Marley covered her eyes.

Kevin asked, “What are they saying, word wizard?”

“They’re trying to understand why our leader would address them in half obscenity, half nonsense,” she snapped.

Red used the Eridanian language that Marley knew best. “I will speak to him. I have heard such speech at our lodgings by those who attend our comfort.” The alien switched to AmStandard and said, “And the same thing with your mother!”

Kevin shook his head. “That went over big. So how come you understood so quickly? Took the others fifteen minutes to come up with anything.”

Marley flushed. “The language the Eridanians chose to teach us is tonal. It helps to have a tonal native language, like Chinese.”

Kevin glanced at her face. “Regular melting pot, aren’t you? Funny, you don’t look…”

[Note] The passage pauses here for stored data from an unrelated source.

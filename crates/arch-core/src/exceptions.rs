use serde::{Deserialize, Serialize};

#[derive(Debug, Clone, Copy, PartialEq, Eq, Serialize, Deserialize)]
#[repr(u8)]
pub enum Vector {
    DE = 0,  // Divide Error
    DB = 1,  // Debug
    NMI = 2, // Non-maskable
    BP = 3,  // Breakpoint
    OF = 4,  // Overflow
    BR = 5,  // BOUND Range Exceeded
    UD = 6,  // Invalid Opcode
    NM = 7,  // Device Not Available
    DF = 8,  // Double Fault
    TS = 10, // Invalid TSS
    NP = 11, // Segment Not Present
    SS = 12, // Stack Fault
    GP = 13, // General Protection
    PF = 14, // Page Fault
    MF = 16, // x87 FP Exception-Pending
    AC = 17, // Alignment Check
}

/// A processor fault as the harness observes it.
#[derive(Debug, Clone, Copy, PartialEq, Eq, Serialize, Deserialize, thiserror::Error)]
#[error("#{vector:?} (error code {error_code:?})")]
pub struct Exception {
    pub vector: Vector,
    pub error_code: Option<u32>,
}

impl Exception {
    pub fn new(vector: Vector, error_code: Option<u32>) -> Self { Self { vector, error_code } }

    pub fn gp(code: u32) -> Self { Self::new(Vector::GP, Some(code)) }
}
use serde::{Deserialize, Serialize};
use std::collections::HashMap;

use crate::paging::{Access, PageFault, PageFaultKind, PteFlags, TranslateResult, Walker32};

#[derive(Debug, Clone, Copy, Serialize, Deserialize)]
pub struct TlbEntry { pub phys_page: u32, pub flags: PteFlags }

/// Linear-page to frame cache. Entries are only inserted after a successful
/// walk, so a not-present entry is never cached.
#[derive(Debug, Default, Serialize, Deserialize)]
pub struct Tlb { map: HashMap<u32, TlbEntry> }

impl Tlb {
    pub fn new() -> Self { Self { map: HashMap::new() } }
    pub fn lookup(&self, page: u32) -> Option<TlbEntry> { self.map.get(&page).copied() }
    pub fn insert(&mut self, page: u32, val: TlbEntry) { self.map.insert(page, val); }
    pub fn flush_all(&mut self) { self.map.clear(); }
    pub fn len(&self) -> usize { self.map.len() }
    pub fn is_empty(&self) -> bool { self.map.is_empty() }
}

pub fn translate_cached(tlb: &mut Tlb, walker: &mut Walker32<'_>, lin: u32, access: Access) -> Result<TranslateResult, PageFault> {
    if let Some(ent) = tlb.lookup(lin >> 12) {
        // a cached read-only translation still has to fault on write
        let denied = (access.write && !ent.flags.contains(PteFlags::RW)) || (access.user && !ent.flags.contains(PteFlags::US));
        if !denied {
            return Ok(TranslateResult { phys: (ent.phys_page << 12) | (lin & 0xFFF), flags: ent.flags });
        }
        let mut code = 1u32;
        if access.write { code |= 1<<1; }
        if access.user { code |= 1<<2; }
        return Err(PageFault { lin, kind: PageFaultKind::Protection, code });
    }
    let tr = walker.translate(lin, access)?;
    tlb.insert(lin >> 12, TlbEntry { phys_page: tr.phys >> 12, flags: tr.flags });
    Ok(tr)
}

“More of a gumbo, actually, since my father’s family comes from all over the Caribbean. My mother’s from Ohio, but her mother was the daughter of a missionary and one of his Chinese converts. Grandmother always spoke Chinese with me.”

“We need you on the front line. Should have finished that doctorate, baby girl.”

“I was a single mother with a young child to raise,” retorted Marley. Finishing a terminal degree in communication science had seemed a pointless mockery when Josh left her for a woman who really understood him. “What else happened? We have translation snafus all the time.”

“Usually not with the whole world watching. Look at Fordham, ready to burst. Then old Blue steps out…”

The largest alien stretched out his arms and declared in fluted AmStandard, “I am Blue, child of they who smote their enemies with such force that they never lived again, but lie buried, children and adults, in the sands of Eridan.”

Marley gasped. Even through the party din, she could hear the swell of voices on the recording.

The President drew himself straighter. He put on his Commander-in-Chief look and glared at the aliens for a long moment. Then he said, “I am David, he who drove back the terrorists that now lie buried in the Eastern sands.” As usual, he worked in having seen the World Trade Center collapse with his brother inside, his subsequent change of college plans to include West Point, his Middle Eastern war record, and his vow to defend America against all threats.

“All threats,” he repeated as he glared at each alien. “No matter where they originate.”

“It kept going downhill from there.” Kevin sighed. “He never did want the Eridanians here.”

“But he did! He insisted! He’s tried to keep other countries off the FCT!”